What this task involves
Send back all of the data, word for word.

------------------------------------

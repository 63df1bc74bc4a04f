use std::io::{BufWriter, Write};

use cpujitter_core::Flags;

/// Dump raw deltas straight from the noise source, bypassing the health
/// tests and the conditioner, for offline SP 800-90B style assessment.
pub fn run(samples: usize, output: &str, osr: u32, blockwise: bool) {
    let mut ec = super::make_collector(osr, Flags::NONE);
    if blockwise {
        ec.use_blockwise_workload();
    }

    let deltas = match ec.raw_samples(samples) {
        Ok(d) => d,
        Err(e) => {
            eprintln!("raw sampling failed: {e}");
            std::process::exit(1);
        }
    };

    let file = match std::fs::File::create(output) {
        Ok(f) => f,
        Err(e) => {
            eprintln!("cannot create {output}: {e}");
            std::process::exit(1);
        }
    };
    let mut writer = BufWriter::new(file);
    for delta in &deltas {
        if writer.write_all(&delta.to_le_bytes()).is_err() {
            eprintln!("short write to {output}");
            std::process::exit(1);
        }
    }
    if writer.flush().is_err() {
        eprintln!("flush of {output} failed");
        std::process::exit(1);
    }

    println!("recorded {} raw deltas to {output}", deltas.len());
}
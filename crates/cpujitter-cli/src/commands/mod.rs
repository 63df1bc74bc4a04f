pub mod gcd;
pub mod generate;
pub mod record;
pub mod selftest;

use cpujitter_core::{EntropyCollector, Flags};

/// Initialize the process-wide RNG state and allocate a collector, exiting
/// with the failure's error code if the machine is unfit.
pub fn make_collector(osr: u32, flags: Flags) -> EntropyCollector {
    if let Err(e) = cpujitter_core::init(osr, flags) {
        eprintln!("startup self-test failed: {e} (code {})", e.code());
        std::process::exit(e.code() as i32);
    }
    match EntropyCollector::alloc(osr, flags) {
        Ok(ec) => ec,
        Err(e) => {
            eprintln!("collector allocation failed: {e}");
            std::process::exit(e.code() as i32);
        }
    }
}
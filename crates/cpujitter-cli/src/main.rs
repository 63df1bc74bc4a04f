//! CLI for the cpujitter RNG: conditioned byte generation plus the offline
//! tools (raw-noise recorder, timer divisor estimator, startup self-test).

mod commands;

use clap::{Parser, Subcommand};

#[derive(Parser)]
#[command(name = "cpujitter")]
#[command(about = "CPU execution-timing jitter random number generator")]
#[command(version = cpujitter_core::VERSION)]
struct Cli {
    #[command(subcommand)]
    command: Commands,
}

#[derive(Subcommand)]
enum Commands {
    /// Generate conditioned random bytes
    Generate {
        /// Number of bytes
        #[arg(long, default_value = "32")]
        bytes: usize,

        /// Output format
        #[arg(long, default_value = "hex", value_parser = ["hex", "raw"])]
        format: String,

        /// Oversampling rate (0 = default)
        #[arg(long, default_value = "0")]
        osr: u32,

        /// Skip the memory-access workload (lower entropy rate)
        #[arg(long)]
        no_memory: bool,

        /// Write to a file instead of stdout
        #[arg(long)]
        output: Option<String>,
    },

    /// Record raw, unnormalized timing deltas for offline assessment
    Record {
        /// Number of deltas to record
        #[arg(long, default_value = "100000")]
        samples: usize,

        /// Output file, one little-endian u64 per delta
        #[arg(long, default_value = "raw-deltas.bin")]
        output: String,

        /// Oversampling rate used for the collector (0 = default)
        #[arg(long, default_value = "0")]
        osr: u32,

        /// Record with the strided block workload instead of random access
        #[arg(long)]
        blockwise: bool,
    },

    /// Estimate the common divisor of the timer's deltas
    Gcd {
        /// Number of deltas to sample
        #[arg(long, default_value = "1000")]
        samples: usize,
    },

    /// Run the startup self-test and print the acceptance report
    Selftest {
        /// Oversampling rate (0 = default)
        #[arg(long, default_value = "0")]
        osr: u32,

        /// Print the report as JSON
        #[arg(long)]
        json: bool,
    },
}

fn main() {
    let cli = Cli::parse();

    match cli.command {
        Commands::Generate {
            bytes,
            format,
            osr,
            no_memory,
            output,
        } => commands::generate::run(bytes, &format, osr, no_memory, output.as_deref()),
        Commands::Record {
            samples,
            output,
            osr,
            blockwise,
        } => commands::record::run(samples, &output, osr, blockwise),
        Commands::Gcd { samples } => commands::gcd::run(samples),
        Commands::Selftest { osr, json } => commands::selftest::run(osr, json),
    }
}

------------------------------------

Answer to this exercise
repository 63df1bc74bc4a04f
use std::io::{BufWriter, Write};

use cpujitter_core::Flags;

/// Dump raw deltas straight from the noise source, bypassing the health
/// tests and the conditioner, for offline SP 800-90B style assessment.
pub fn run(samples: usize, output: &str, osr: u32, blockwise: bool) {
    let mut ec = super::make_collector(osr, Flags::NONE);
    if blockwise {
        ec.use_blockwise_workload();
    }

    let deltas = match ec.raw_samples(samples) {
        Ok(d) => d,
        Err(e) => {
            eprintln!("raw sampling failed: {e}");
            std::process::exit(1);
        }
    };

    let file = match std::fs::File::create(output) {
        Ok(f) => f,
        Err(e) => {
            eprintln!("cannot create {output}: {e}");
            std::process::exit(1);
        }
    };
    let mut writer = BufWriter::new(file);
    for delta in &deltas {
        if writer.write_all(&delta.to_le_bytes()).is_err() {
            eprintln!("short write to {output}");
            std::process::exit(1);
        }
    }
    if writer.flush().is_err() {
        eprintln!("flush of {output} failed");
        std::process::exit(1);
    }

    println!("recorded {} raw deltas to {output}", deltas.len());
}
filename crates/cpujitter-cli/src/commands/mod.rs
repository 63df1bc74bc4a04f
pub mod gcd;
pub mod generate;
pub mod record;
pub mod selftest;

use cpujitter_core::{EntropyCollector, Flags};

/// Initialize the process-wide RNG state and allocate a collector, exiting
/// with the failure's error code if the machine is unfit.
pub fn make_collector(osr: u32, flags: Flags) -> EntropyCollector {
    if let Err(e) = cpujitter_core::init(osr, flags) {
        eprintln!("startup self-test failed: {e} (code {})", e.code());
        std::process::exit(e.code() as i32);
    }
    match EntropyCollector::alloc(osr, flags) {
        Ok(ec) => ec,
        Err(e) => {
            eprintln!("collector allocation failed: {e}");
            std::process::exit(e.code() as i32);
        }
    }
}
filename crates/cpujitter-cli/src/main.rs
repository 63df1bc74bc4a04f
//! CLI for the cpujitter RNG: conditioned byte generation plus the offline
//! tools (raw-noise recorder, timer divisor estimator, startup self-test).

mod commands;

use clap::{Parser, Subcommand};

#[derive(Parser)]
#[command(name = "cpujitter")]
#[command(about = "CPU execution-timing jitter random number generator")]
#[command(version = cpujitter_core::VERSION)]
struct Cli {
    #[command(subcommand)]
    command: Commands,
}

#[derive(Subcommand)]
enum Commands {
    /// Generate conditioned random bytes
    Generate {
        /// Number of bytes
        #[arg(long, default_value = "32")]
        bytes: usize,

        /// Output format
        #[arg(long, default_value = "hex", value_parser = ["hex", "raw"])]
        format: String,

        /// Oversampling rate (0 = default)
        #[arg(long, default_value = "0")]
        osr: u32,

        /// Skip the memory-access workload (lower entropy rate)
        #[arg(long)]
        no_memory: bool,

        /// Write to a file instead of stdout
        #[arg(long)]
        output: Option<String>,
    },

    /// Record raw, unnormalized timing deltas for offline assessment
    Record {
        /// Number of deltas to record
        #[arg(long, default_value = "100000")]
        samples: usize,

        /// Output file, one little-endian u64 per delta
        #[arg(long, default_value = "raw-deltas.bin")]
        output: String,

        /// Oversampling rate used for the collector (0 = default)
        #[arg(long, default_value = "0")]
        osr: u32,

        /// Record with the strided block workload instead of random access
        #[arg(long)]
        blockwise: bool,
    },

    /// Estimate the common divisor of the timer's deltas
    Gcd {
        /// Number of deltas to sample
        #[arg(long, default_value = "1000")]
        samples: usize,
    },

    /// Run the startup self-test and print the acceptance report
    Selftest {
        /// Oversampling rate (0 = default)
        #[arg(long, default_value = "0")]
        osr: u32,

        /// Print the report as JSON
        #[arg(long)]
        json: bool,
    },
}

fn main() {
    let cli = Cli::parse();

    match cli.command {
        Commands::Generate {
            bytes,
            format,
            osr,
            no_memory,
            output,
        } => commands::generate::run(bytes, &format, osr, no_memory, output.as_deref()),
        Commands::Record {
            samples,
            output,
            osr,
            blockwise,
        } => commands::record::run(samples, &output, osr, blockwise),
        Commands::Gcd { samples } => commands::gcd::run(samples),
        Commands::Selftest { osr, json } => commands::selftest::run(osr, json),
    }
}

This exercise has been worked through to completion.